Instructions for the task:
What do the lines say, reproduced word for word, from the first of the entries below through the line bearing "--- Press intake"?
Material provided Start Marker
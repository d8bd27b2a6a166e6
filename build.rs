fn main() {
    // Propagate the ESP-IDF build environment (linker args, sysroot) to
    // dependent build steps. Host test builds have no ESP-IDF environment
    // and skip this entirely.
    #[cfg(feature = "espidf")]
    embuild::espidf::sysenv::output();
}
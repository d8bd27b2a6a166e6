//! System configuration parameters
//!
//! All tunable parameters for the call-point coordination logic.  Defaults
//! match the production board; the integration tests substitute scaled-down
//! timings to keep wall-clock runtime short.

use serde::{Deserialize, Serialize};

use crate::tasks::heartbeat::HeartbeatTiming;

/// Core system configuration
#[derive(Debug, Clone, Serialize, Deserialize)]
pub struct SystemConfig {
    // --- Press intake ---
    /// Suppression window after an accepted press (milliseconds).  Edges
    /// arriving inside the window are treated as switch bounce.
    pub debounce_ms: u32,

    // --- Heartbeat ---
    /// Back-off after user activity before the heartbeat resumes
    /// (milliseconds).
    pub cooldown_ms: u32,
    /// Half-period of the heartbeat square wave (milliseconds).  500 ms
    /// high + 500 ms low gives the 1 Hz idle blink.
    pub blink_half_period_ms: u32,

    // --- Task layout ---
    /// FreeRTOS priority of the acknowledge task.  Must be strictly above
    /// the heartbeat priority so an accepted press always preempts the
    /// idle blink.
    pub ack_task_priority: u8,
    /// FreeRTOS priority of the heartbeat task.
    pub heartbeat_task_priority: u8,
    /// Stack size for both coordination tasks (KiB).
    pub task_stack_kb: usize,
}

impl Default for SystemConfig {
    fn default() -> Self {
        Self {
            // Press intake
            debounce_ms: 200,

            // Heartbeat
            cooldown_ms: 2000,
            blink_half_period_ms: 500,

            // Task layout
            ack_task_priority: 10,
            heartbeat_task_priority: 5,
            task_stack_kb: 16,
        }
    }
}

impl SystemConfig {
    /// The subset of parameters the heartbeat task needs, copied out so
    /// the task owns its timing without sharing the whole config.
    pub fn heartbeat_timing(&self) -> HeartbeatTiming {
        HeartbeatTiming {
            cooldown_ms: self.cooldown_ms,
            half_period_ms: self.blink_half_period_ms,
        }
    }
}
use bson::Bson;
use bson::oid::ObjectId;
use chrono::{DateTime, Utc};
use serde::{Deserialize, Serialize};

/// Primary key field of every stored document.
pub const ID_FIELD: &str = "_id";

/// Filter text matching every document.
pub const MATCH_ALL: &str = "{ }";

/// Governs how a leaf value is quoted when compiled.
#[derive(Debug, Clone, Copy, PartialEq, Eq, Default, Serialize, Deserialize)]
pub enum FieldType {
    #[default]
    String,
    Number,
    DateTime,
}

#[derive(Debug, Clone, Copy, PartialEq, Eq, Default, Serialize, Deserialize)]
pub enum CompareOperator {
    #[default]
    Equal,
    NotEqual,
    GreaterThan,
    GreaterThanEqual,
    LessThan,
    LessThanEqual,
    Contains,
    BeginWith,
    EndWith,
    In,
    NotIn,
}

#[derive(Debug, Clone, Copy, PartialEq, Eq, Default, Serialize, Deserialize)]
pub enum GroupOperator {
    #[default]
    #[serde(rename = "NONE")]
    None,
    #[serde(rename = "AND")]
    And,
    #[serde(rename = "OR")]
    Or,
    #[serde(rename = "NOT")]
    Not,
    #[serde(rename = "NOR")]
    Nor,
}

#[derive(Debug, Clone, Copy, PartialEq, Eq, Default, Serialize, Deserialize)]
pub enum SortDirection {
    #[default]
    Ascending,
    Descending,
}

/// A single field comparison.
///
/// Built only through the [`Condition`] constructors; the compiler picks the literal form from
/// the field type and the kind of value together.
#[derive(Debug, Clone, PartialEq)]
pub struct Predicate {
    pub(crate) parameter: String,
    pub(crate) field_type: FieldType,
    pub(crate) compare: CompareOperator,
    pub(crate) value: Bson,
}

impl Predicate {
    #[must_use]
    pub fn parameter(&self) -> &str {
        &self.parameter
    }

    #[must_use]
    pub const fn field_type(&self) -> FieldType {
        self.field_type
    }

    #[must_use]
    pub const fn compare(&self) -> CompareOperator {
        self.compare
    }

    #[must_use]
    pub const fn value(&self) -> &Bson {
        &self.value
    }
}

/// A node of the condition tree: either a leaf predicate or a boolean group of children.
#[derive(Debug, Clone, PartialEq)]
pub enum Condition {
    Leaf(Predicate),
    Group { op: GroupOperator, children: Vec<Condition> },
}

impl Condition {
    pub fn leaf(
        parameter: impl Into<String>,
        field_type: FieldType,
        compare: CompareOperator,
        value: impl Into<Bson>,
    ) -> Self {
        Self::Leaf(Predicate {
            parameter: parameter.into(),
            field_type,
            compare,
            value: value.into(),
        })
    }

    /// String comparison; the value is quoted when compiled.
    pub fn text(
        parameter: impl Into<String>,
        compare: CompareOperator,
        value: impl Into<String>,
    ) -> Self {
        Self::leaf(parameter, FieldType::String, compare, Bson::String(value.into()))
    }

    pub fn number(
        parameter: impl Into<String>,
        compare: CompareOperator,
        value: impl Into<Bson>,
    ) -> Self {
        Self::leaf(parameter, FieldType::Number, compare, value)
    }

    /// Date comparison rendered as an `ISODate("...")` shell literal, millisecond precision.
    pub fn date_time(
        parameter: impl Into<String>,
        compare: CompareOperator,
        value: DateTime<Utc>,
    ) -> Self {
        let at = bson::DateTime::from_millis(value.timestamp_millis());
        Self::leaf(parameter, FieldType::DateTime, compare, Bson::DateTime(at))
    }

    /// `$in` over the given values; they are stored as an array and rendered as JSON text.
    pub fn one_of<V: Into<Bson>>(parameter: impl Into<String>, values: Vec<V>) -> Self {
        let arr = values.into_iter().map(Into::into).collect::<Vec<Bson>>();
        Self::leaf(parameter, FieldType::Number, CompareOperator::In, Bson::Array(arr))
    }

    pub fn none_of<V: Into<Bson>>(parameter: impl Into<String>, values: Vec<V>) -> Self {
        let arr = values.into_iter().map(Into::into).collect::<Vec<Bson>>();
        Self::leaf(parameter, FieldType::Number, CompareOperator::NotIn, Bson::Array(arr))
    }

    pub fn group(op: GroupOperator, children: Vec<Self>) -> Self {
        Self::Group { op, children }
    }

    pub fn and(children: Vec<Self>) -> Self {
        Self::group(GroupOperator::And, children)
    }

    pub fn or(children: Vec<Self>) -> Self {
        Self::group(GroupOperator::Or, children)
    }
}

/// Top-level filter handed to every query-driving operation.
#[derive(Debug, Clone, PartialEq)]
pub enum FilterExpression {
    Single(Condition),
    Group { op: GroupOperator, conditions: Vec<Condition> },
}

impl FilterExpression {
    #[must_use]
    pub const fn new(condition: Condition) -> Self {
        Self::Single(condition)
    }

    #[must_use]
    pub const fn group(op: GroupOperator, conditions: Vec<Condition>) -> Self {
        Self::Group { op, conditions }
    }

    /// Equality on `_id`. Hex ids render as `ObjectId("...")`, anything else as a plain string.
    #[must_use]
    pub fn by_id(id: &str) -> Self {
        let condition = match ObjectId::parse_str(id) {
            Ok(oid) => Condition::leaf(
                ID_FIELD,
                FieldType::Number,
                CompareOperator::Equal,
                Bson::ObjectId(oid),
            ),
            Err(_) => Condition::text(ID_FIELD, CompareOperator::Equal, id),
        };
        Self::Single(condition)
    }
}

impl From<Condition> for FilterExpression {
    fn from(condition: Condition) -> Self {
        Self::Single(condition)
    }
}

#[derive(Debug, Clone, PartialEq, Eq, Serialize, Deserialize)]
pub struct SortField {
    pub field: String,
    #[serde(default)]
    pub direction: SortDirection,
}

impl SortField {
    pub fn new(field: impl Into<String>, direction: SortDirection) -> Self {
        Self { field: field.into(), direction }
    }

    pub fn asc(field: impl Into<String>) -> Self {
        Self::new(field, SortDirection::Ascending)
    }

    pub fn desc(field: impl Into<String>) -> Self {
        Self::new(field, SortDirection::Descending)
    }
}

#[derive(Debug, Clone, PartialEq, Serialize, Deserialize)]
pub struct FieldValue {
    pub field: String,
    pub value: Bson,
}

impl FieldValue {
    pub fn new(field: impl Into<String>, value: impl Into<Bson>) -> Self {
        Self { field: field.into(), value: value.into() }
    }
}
Material provided End Marker
Answer for the task:
repository d8bd27b2a6a166e6
filename build.rs
fn main() {
    // Propagate the ESP-IDF build environment (linker args, sysroot) to
    // dependent build steps. Host test builds have no ESP-IDF environment
    // and skip this entirely.
    #[cfg(feature = "espidf")]
    embuild::espidf::sysenv::output();
}
repository d8bd27b2a6a166e6
//! System configuration parameters
//!
//! All tunable parameters for the call-point coordination logic.  Defaults
//! match the production board; the integration tests substitute scaled-down
//! timings to keep wall-clock runtime short.

use serde::{Deserialize, Serialize};

use crate::tasks::heartbeat::HeartbeatTiming;

/// Core system configuration
#[derive(Debug, Clone, Serialize, Deserialize)]
pub struct SystemConfig {
    // --- Press intake ---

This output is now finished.